# Aim of the task
From the entries that follow, extract each line holding the string "Copy".

Collected data

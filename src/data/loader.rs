//! Positional CSV loading into observations
//!
//! Rows are mapped by position against a [`Schema`]; header names are never
//! consulted except to recognise and skip a header row. The first malformed
//! row aborts the whole load.

use super::observation::{ColumnKind, Delimiter, Observation, Schema};
use crate::error::{CreditScoreError, Result};
use csv::{ReaderBuilder, StringRecord, Trim};
use std::fs::File;
use std::io::Read;
use std::path::Path;
use tracing::debug;

/// CSV reader bound to a schema
#[derive(Debug, Clone)]
pub struct CsvLoader {
    schema: Schema,
    delimiter: Delimiter,
    limit: Option<usize>,
}

impl CsvLoader {
    /// Create a loader for the given schema, comma-delimited by default
    pub fn new(schema: Schema) -> Self {
        Self {
            schema,
            delimiter: Delimiter::Comma,
            limit: None,
        }
    }

    /// Set the field delimiter
    pub fn with_delimiter(mut self, delimiter: Delimiter) -> Self {
        self.delimiter = delimiter;
        self
    }

    /// Stop after `limit` observations; 0 reads everything
    pub fn with_limit(mut self, limit: usize) -> Self {
        self.limit = if limit == 0 { None } else { Some(limit) };
        self
    }

    pub fn schema(&self) -> &Schema {
        &self.schema
    }

    /// Load every observation in the file at `path`
    pub fn load(&self, path: impl AsRef<Path>) -> Result<Vec<Observation>> {
        let path = path.as_ref();
        let file = File::open(path)?;
        let observations = self.load_from_reader(file)?;
        debug!(path = %path.display(), rows = observations.len(), "loaded observations");
        Ok(observations)
    }

    /// Load observations from any reader
    pub fn load_from_reader<R: Read>(&self, reader: R) -> Result<Vec<Observation>> {
        let mut csv_reader = ReaderBuilder::new()
            .has_headers(false)
            .flexible(true)
            .trim(Trim::All)
            .delimiter(self.delimiter.as_byte())
            .from_reader(reader);

        let mut observations = Vec::new();
        let mut record = StringRecord::new();

        while csv_reader.read_record(&mut record)? {
            let line = record.position().map(|p| p.line()).unwrap_or(0);

            if record.get(0) == Some(self.schema.first_column()) {
                continue;
            }

            observations.push(self.parse_record(&record, line)?);

            if let Some(limit) = self.limit {
                if observations.len() >= limit {
                    break;
                }
            }
        }

        Ok(observations)
    }

    fn parse_record(&self, record: &StringRecord, line: u64) -> Result<Observation> {
        let expected = self.schema.len();
        if record.len() < expected {
            return Err(CreditScoreError::parse(
                line,
                self.schema.columns()[record.len()].name.clone(),
                format!("row has {} fields, schema requires {}", record.len(), expected),
            ));
        }
        if record.len() > expected {
            return Err(CreditScoreError::SchemaMismatch {
                expected: format!("{} fields", expected),
                actual: format!("{} fields at line {}", record.len(), line),
            });
        }

        let mut ratios = Vec::with_capacity(self.schema.n_numeric());
        let mut cnae = String::new();
        let mut label = false;

        for (spec, field) in self.schema.columns().iter().zip(record.iter()) {
            match spec.kind {
                ColumnKind::Numeric => ratios.push(parse_ratio(field, line, &spec.name)?),
                ColumnKind::Categorical => cnae = field.to_string(),
                ColumnKind::Label => label = parse_label(field, line, &spec.name)?,
            }
        }

        Ok(Observation { ratios, cnae, label })
    }
}

/// Parse a ratio with the invariant decimal format. Empty, `?` and `NaN`
/// tokens are missing values.
pub fn parse_ratio(field: &str, line: u64, column: &str) -> Result<f64> {
    if field.is_empty() || field == "?" || field.eq_ignore_ascii_case("nan") {
        return Ok(f64::NAN);
    }

    let value: f64 = field.parse().map_err(|_| {
        CreditScoreError::parse(line, column, format!("'{}' is not a number", field))
    })?;

    if value.is_infinite() {
        return Err(CreditScoreError::parse(
            line,
            column,
            format!("'{}' is not finite", field),
        ));
    }

    Ok(value)
}

/// Parse an outcome token: nonzero integers are `true`
pub fn parse_label(field: &str, line: u64, column: &str) -> Result<bool> {
    if let Ok(v) = field.parse::<i64>() {
        return Ok(v != 0);
    }
    if let Ok(v) = field.parse::<f64>() {
        if v.is_finite() {
            return Ok(v != 0.0);
        }
    }
    match field.to_ascii_lowercase().as_str() {
        "true" => Ok(true),
        "false" => Ok(false),
        _ => Err(CreditScoreError::parse(
            line,
            column,
            format!("'{}' is not a label", field),
        )),
    }
}

/// Load every observation of `path` with the given delimiter and schema
pub fn load_observations(
    path: impl AsRef<Path>,
    delimiter: Delimiter,
    schema: &Schema,
) -> Result<Vec<Observation>> {
    CsvLoader::new(schema.clone())
        .with_delimiter(delimiter)
        .load(path)
}

/// Load at most `limit` observations (0 = all) for scoring previews
pub fn read_sample(
    path: impl AsRef<Path>,
    delimiter: Delimiter,
    schema: &Schema,
    limit: usize,
) -> Result<Vec<Observation>> {
    CsvLoader::new(schema.clone())
        .with_delimiter(delimiter)
        .with_limit(limit)
        .load(path)
}

#[cfg(test)]
mod tests {
    use super::*;

    const HEADER: &str = "V1,V2,V3,V4,V5,V6,V7,V8,V9,V10,V11,V12,V13,CNAE,Label\n";

    fn loader() -> CsvLoader {
        CsvLoader::new(Schema::credit_scoring())
    }

    #[test]
    fn test_load_skips_header() {
        let csv = format!(
            "{}0.1,0.2,0.3,0.4,0.5,0.6,0.7,0.8,0.9,1.0,1.1,1.2,1.3,4321,1\n\
             1,2,3,4,5,6,7,8,9,10,11,12,13,4110,0\n",
            HEADER
        );
        let rows = loader().load_from_reader(csv.as_bytes()).unwrap();

        assert_eq!(rows.len(), 2);
        assert_eq!(rows[0].ratios.len(), 13);
        assert_eq!(rows[0].cnae, "4321");
        assert!(rows[0].label);
        assert!(!rows[1].label);
        assert_eq!(rows[1].ratios[12], 13.0);
    }

    #[test]
    fn test_semicolon_delimiter() {
        let csv = "1;2;3;4;5;6;7;8;9;10;11;12;13;A;2\n";
        let rows = loader()
            .with_delimiter(Delimiter::Semicolon)
            .load_from_reader(csv.as_bytes())
            .unwrap();

        assert_eq!(rows.len(), 1);
        assert_eq!(rows[0].cnae, "A");
        assert!(rows[0].label, "nonzero label maps to true");
    }

    #[test]
    fn test_short_row_fails() {
        let csv = "1,2,3,4,5,6,7,8,9,10,11,12,13,A,1\n1,2,3\n";
        let err = loader().load_from_reader(csv.as_bytes()).unwrap_err();

        match err {
            CreditScoreError::ParseError { line, column, .. } => {
                assert_eq!(line, 2);
                assert_eq!(column, "V4");
            }
            other => panic!("unexpected error: {:?}", other),
        }
    }

    #[test]
    fn test_bad_number_fails_fast() {
        let csv = "1,2,abc,4,5,6,7,8,9,10,11,12,13,A,1\n1,2,3,4,5,6,7,8,9,10,11,12,13,A,1\n";
        let result = loader().load_from_reader(csv.as_bytes());
        assert!(matches!(result, Err(CreditScoreError::ParseError { .. })));
    }

    #[test]
    fn test_locale_decimal_comma_rejected() {
        let csv = "1;2,5;3;4;5;6;7;8;9;10;11;12;13;A;1\n";
        let result = loader()
            .with_delimiter(Delimiter::Semicolon)
            .load_from_reader(csv.as_bytes());
        assert!(result.is_err());
    }

    #[test]
    fn test_missing_value_is_nan() {
        let csv = "1,,3,4,5,6,7,8,9,10,11,12,13,A,0\n";
        let rows = loader().load_from_reader(csv.as_bytes()).unwrap();
        assert!(rows[0].ratios[1].is_nan());
    }

    #[test]
    fn test_extra_fields_are_schema_mismatch() {
        let csv = "1,2,3,4,5,6,7,8,9,10,11,12,13,A,0,99\n";
        let result = loader().load_from_reader(csv.as_bytes());
        assert!(matches!(result, Err(CreditScoreError::SchemaMismatch { .. })));
    }

    #[test]
    fn test_limit() {
        let csv = "1,2,3,4,5,6,7,8,9,10,11,12,13,A,0\n\
                   1,2,3,4,5,6,7,8,9,10,11,12,13,B,1\n\
                   1,2,3,4,5,6,7,8,9,10,11,12,13,C,1\n";
        let rows = loader().with_limit(2).load_from_reader(csv.as_bytes()).unwrap();
        assert_eq!(rows.len(), 2);
    }

    #[test]
    fn test_parse_label_tokens() {
        assert!(parse_label("1", 1, "Label").unwrap());
        assert!(!parse_label("0", 1, "Label").unwrap());
        assert!(parse_label("-3", 1, "Label").unwrap());
        assert!(parse_label("true", 1, "Label").unwrap());
        assert!(parse_label("yes", 1, "Label").is_err());
    }
}
//! Decision tree implementation

use crate::error::{CreditScoreError, Result};
use ndarray::{Array1, Array2};
use rand::seq::index::sample;
use rand::SeedableRng;
use rand_chacha::ChaCha8Rng;
use rayon::prelude::*;
use serde::{Deserialize, Serialize};

use super::check_width;

/// Decision tree node
#[derive(Debug, Clone, Serialize, Deserialize)]
pub enum TreeNode {
    /// Leaf node with prediction value
    Leaf { value: f64, n_samples: usize },
    /// Internal node with split
    Split {
        feature_idx: usize,
        threshold: f64,
        left: Box<TreeNode>,
        right: Box<TreeNode>,
        n_samples: usize,
        gain: f64,
    },
}

/// Impurity criterion
#[derive(Debug, Clone, Copy, Serialize, Deserialize, PartialEq)]
pub enum Criterion {
    /// Gini impurity over 0/1 labels; leaves vote for the majority class
    Gini,
    /// Mean squared error; leaves predict the mean target
    MSE,
}

/// Running sums for one side of a candidate split
#[derive(Debug, Clone, Copy, Default)]
struct SideStats {
    count: usize,
    sum: f64,
    sq_sum: f64,
}

impl SideStats {
    fn push(&mut self, v: f64) {
        self.count += 1;
        self.sum += v;
        self.sq_sum += v * v;
    }

    fn pop(&mut self, v: f64) {
        self.count -= 1;
        self.sum -= v;
        self.sq_sum -= v * v;
    }
}

/// Decision tree model
#[derive(Debug, Clone, Serialize, Deserialize)]
pub struct DecisionTree {
    root: Option<TreeNode>,
    pub max_depth: Option<usize>,
    pub min_samples_split: usize,
    pub min_samples_leaf: usize,
    /// Features drawn at random per split; all when unset
    pub max_features: Option<usize>,
    pub criterion: Criterion,
    pub random_state: u64,
    n_features: usize,
    feature_importances: Option<Array1<f64>>,
}

impl Default for DecisionTree {
    fn default() -> Self {
        Self::new_classifier()
    }
}

impl DecisionTree {
    /// Create a new classifier tree
    pub fn new_classifier() -> Self {
        Self {
            root: None,
            max_depth: None,
            min_samples_split: 2,
            min_samples_leaf: 1,
            max_features: None,
            criterion: Criterion::Gini,
            random_state: 0,
            n_features: 0,
            feature_importances: None,
        }
    }

    /// Create a new regressor tree
    pub fn new_regressor() -> Self {
        Self {
            criterion: Criterion::MSE,
            ..Self::new_classifier()
        }
    }

    pub fn with_max_depth(mut self, depth: usize) -> Self {
        self.max_depth = Some(depth);
        self
    }

    pub fn with_min_samples_split(mut self, min_samples: usize) -> Self {
        self.min_samples_split = min_samples.max(2);
        self
    }

    pub fn with_min_samples_leaf(mut self, min_samples: usize) -> Self {
        self.min_samples_leaf = min_samples.max(1);
        self
    }

    pub fn with_max_features(mut self, n: usize) -> Self {
        self.max_features = Some(n.max(1));
        self
    }

    pub fn with_random_state(mut self, seed: u64) -> Self {
        self.random_state = seed;
        self
    }

    /// Fit the tree to training data
    pub fn fit(&mut self, x: &Array2<f64>, y: &Array1<f64>) -> Result<&mut Self> {
        let n_samples = x.nrows();
        let n_features = x.ncols();

        if n_samples == 0 {
            return Err(CreditScoreError::FitError(
                "tree needs at least one sample".to_string(),
            ));
        }
        if n_samples != y.len() {
            return Err(CreditScoreError::SchemaMismatch {
                expected: format!("y length = {}", n_samples),
                actual: format!("y length = {}", y.len()),
            });
        }

        self.n_features = n_features;
        let mut rng = ChaCha8Rng::seed_from_u64(self.random_state);
        let mut importances = vec![0.0; n_features];

        let indices: Vec<usize> = (0..n_samples).collect();
        self.root = Some(self.build_tree(x, y, &indices, 0, &mut importances, &mut rng));
        self.feature_importances = Some(Array1::from_vec(importances));

        Ok(self)
    }

    fn build_tree(
        &self,
        x: &Array2<f64>,
        y: &Array1<f64>,
        indices: &[usize],
        depth: usize,
        importances: &mut [f64],
        rng: &mut ChaCha8Rng,
    ) -> TreeNode {
        let n_samples = indices.len();
        let leaf = || TreeNode::Leaf {
            value: self.leaf_value(y, indices),
            n_samples,
        };

        let should_stop = n_samples < self.min_samples_split
            || n_samples < 2 * self.min_samples_leaf
            || self.max_depth.map_or(false, |d| depth >= d)
            || is_pure(y, indices);
        if should_stop {
            return leaf();
        }

        let candidates = self.candidate_features(rng);
        let Some((feature, threshold, gain)) = self.find_best_split(x, y, indices, &candidates)
        else {
            return leaf();
        };

        let (left_idx, right_idx): (Vec<usize>, Vec<usize>) = indices
            .iter()
            .partition(|&&i| x[[i, feature]] <= threshold);

        importances[feature] += n_samples as f64 * gain;

        let left = Box::new(self.build_tree(x, y, &left_idx, depth + 1, importances, rng));
        let right = Box::new(self.build_tree(x, y, &right_idx, depth + 1, importances, rng));

        TreeNode::Split {
            feature_idx: feature,
            threshold,
            left,
            right,
            n_samples,
            gain,
        }
    }

    fn candidate_features(&self, rng: &mut ChaCha8Rng) -> Vec<usize> {
        match self.max_features {
            Some(k) if k < self.n_features => {
                let mut picked = sample(rng, self.n_features, k).into_vec();
                picked.sort_unstable();
                picked
            }
            _ => (0..self.n_features).collect(),
        }
    }

    /// Best (feature, threshold, gain) over the candidates, scanning each
    /// feature in sorted order with running sums
    fn find_best_split(
        &self,
        x: &Array2<f64>,
        y: &Array1<f64>,
        indices: &[usize],
        candidates: &[usize],
    ) -> Option<(usize, f64, f64)> {
        let mut total = SideStats::default();
        for &i in indices {
            total.push(y[i]);
        }
        let parent_impurity = self.impurity(&total);
        let n = indices.len() as f64;

        let per_feature: Vec<Option<(usize, f64, f64)>> = candidates
            .par_iter()
            .map(|&feature| {
                let mut order: Vec<usize> = indices.to_vec();
                order.sort_by(|&a, &b| x[[a, feature]].total_cmp(&x[[b, feature]]));

                let mut left = SideStats::default();
                let mut right = total;
                let mut best: Option<(f64, f64)> = None;

                for pos in 0..order.len() - 1 {
                    let yi = y[order[pos]];
                    left.push(yi);
                    right.pop(yi);

                    let here = x[[order[pos], feature]];
                    let next = x[[order[pos + 1], feature]];
                    if here == next
                        || left.count < self.min_samples_leaf
                        || right.count < self.min_samples_leaf
                    {
                        continue;
                    }

                    let weighted = (left.count as f64 * self.impurity(&left)
                        + right.count as f64 * self.impurity(&right))
                        / n;
                    let gain = parent_impurity - weighted;
                    if gain > 1e-12 && best.map_or(true, |(g, _)| gain > g) {
                        best = Some((gain, (here + next) / 2.0));
                    }
                }

                best.map(|(gain, threshold)| (feature, threshold, gain))
            })
            .collect();

        per_feature
            .into_iter()
            .flatten()
            .fold(None, |acc: Option<(usize, f64, f64)>, cand| match acc {
                Some(a) if a.2 >= cand.2 => Some(a),
                _ => Some(cand),
            })
    }

    fn impurity(&self, s: &SideStats) -> f64 {
        if s.count == 0 {
            return 0.0;
        }
        let n = s.count as f64;
        match self.criterion {
            Criterion::Gini => {
                let p = s.sum / n;
                2.0 * p * (1.0 - p)
            }
            Criterion::MSE => (s.sq_sum / n - (s.sum / n).powi(2)).max(0.0),
        }
    }

    fn leaf_value(&self, y: &Array1<f64>, indices: &[usize]) -> f64 {
        if indices.is_empty() {
            return 0.0;
        }
        let mean = indices.iter().map(|&i| y[i]).sum::<f64>() / indices.len() as f64;
        match self.criterion {
            Criterion::Gini => {
                if mean > 0.5 {
                    1.0
                } else {
                    0.0
                }
            }
            Criterion::MSE => mean,
        }
    }

    /// Make predictions
    pub fn predict(&self, x: &Array2<f64>) -> Result<Array1<f64>> {
        let root = self.root.as_ref().ok_or(CreditScoreError::ModelNotFitted)?;
        check_width(x, self.n_features)?;

        Ok(x.rows()
            .into_iter()
            .map(|row| {
                let mut node = root;
                loop {
                    match node {
                        TreeNode::Leaf { value, .. } => break *value,
                        TreeNode::Split {
                            feature_idx,
                            threshold,
                            left,
                            right,
                            ..
                        } => {
                            node = if row[*feature_idx] <= *threshold {
                                left
                            } else {
                                right
                            };
                        }
                    }
                }
            })
            .collect())
    }

    /// Unnormalized gain per feature
    pub fn feature_importances(&self) -> Option<&Array1<f64>> {
        self.feature_importances.as_ref()
    }

    pub fn get_depth(&self) -> usize {
        fn depth(node: &TreeNode) -> usize {
            match node {
                TreeNode::Leaf { .. } => 1,
                TreeNode::Split { left, right, .. } => 1 + depth(left).max(depth(right)),
            }
        }
        self.root.as_ref().map_or(0, depth)
    }

    pub fn get_n_leaves(&self) -> usize {
        fn leaves(node: &TreeNode) -> usize {
            match node {
                TreeNode::Leaf { .. } => 1,
                TreeNode::Split { left, right, .. } => leaves(left) + leaves(right),
            }
        }
        self.root.as_ref().map_or(0, leaves)
    }
}

fn is_pure(y: &Array1<f64>, indices: &[usize]) -> bool {
    match indices.first() {
        None => true,
        Some(&first) => indices.iter().all(|&i| (y[i] - y[first]).abs() < 1e-10),
    }
}

#[cfg(test)]
mod tests {
    use super::*;
    use ndarray::array;

    #[test]
    fn test_classifier_simple() {
        let x = array![[0.0, 0.0], [0.0, 1.0], [1.0, 0.0], [1.0, 1.0]];
        let y = array![0.0, 0.0, 1.0, 1.0];

        let mut tree = DecisionTree::new_classifier();
        tree.fit(&x, &y).unwrap();

        assert_eq!(tree.predict(&x).unwrap(), y);
    }

    #[test]
    fn test_regressor_simple() {
        let x = array![[1.0], [2.0], [3.0], [4.0], [5.0]];
        let y = array![1.0, 2.0, 3.0, 4.0, 5.0];

        let mut tree = DecisionTree::new_regressor();
        tree.fit(&x, &y).unwrap();

        let predictions = tree.predict(&x).unwrap();
        let mse: f64 = predictions
            .iter()
            .zip(y.iter())
            .map(|(p, a)| (p - a).powi(2))
            .sum::<f64>()
            / y.len() as f64;
        assert!(mse < 1.0, "MSE too high: {}", mse);
    }

    #[test]
    fn test_max_depth() {
        let x = array![[1.0, 1.0], [2.0, 2.0], [3.0, 3.0], [4.0, 4.0]];
        let y = array![0.0, 1.0, 0.0, 1.0];

        let mut tree = DecisionTree::new_classifier().with_max_depth(2);
        tree.fit(&x, &y).unwrap();

        assert!(tree.get_depth() <= 3);
    }

    #[test]
    fn test_constant_feature_has_no_importance() {
        let x = array![[1.0, 0.0], [2.0, 0.0], [3.0, 0.0], [4.0, 0.0]];
        let y = array![0.0, 0.0, 1.0, 1.0];

        let mut tree = DecisionTree::new_classifier();
        tree.fit(&x, &y).unwrap();

        let importances = tree.feature_importances().unwrap();
        assert!(importances[0] > 0.0);
        assert_eq!(importances[1], 0.0);
    }

    #[test]
    fn test_single_class_is_one_leaf() {
        let x = array![[1.0], [2.0], [3.0]];
        let y = array![1.0, 1.0, 1.0];

        let mut tree = DecisionTree::new_classifier();
        tree.fit(&x, &y).unwrap();

        assert_eq!(tree.get_n_leaves(), 1);
        assert_eq!(tree.predict(&x).unwrap(), y);
    }

    #[test]
    fn test_predict_before_fit() {
        let tree = DecisionTree::new_classifier();
        assert!(tree.predict(&array![[1.0]]).is_err());
    }
}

# Task output
#[derive(Debug, Clone, Copy, Serialize, Deserialize, PartialEq)]
#[derive(Debug, Clone, Copy, Default)]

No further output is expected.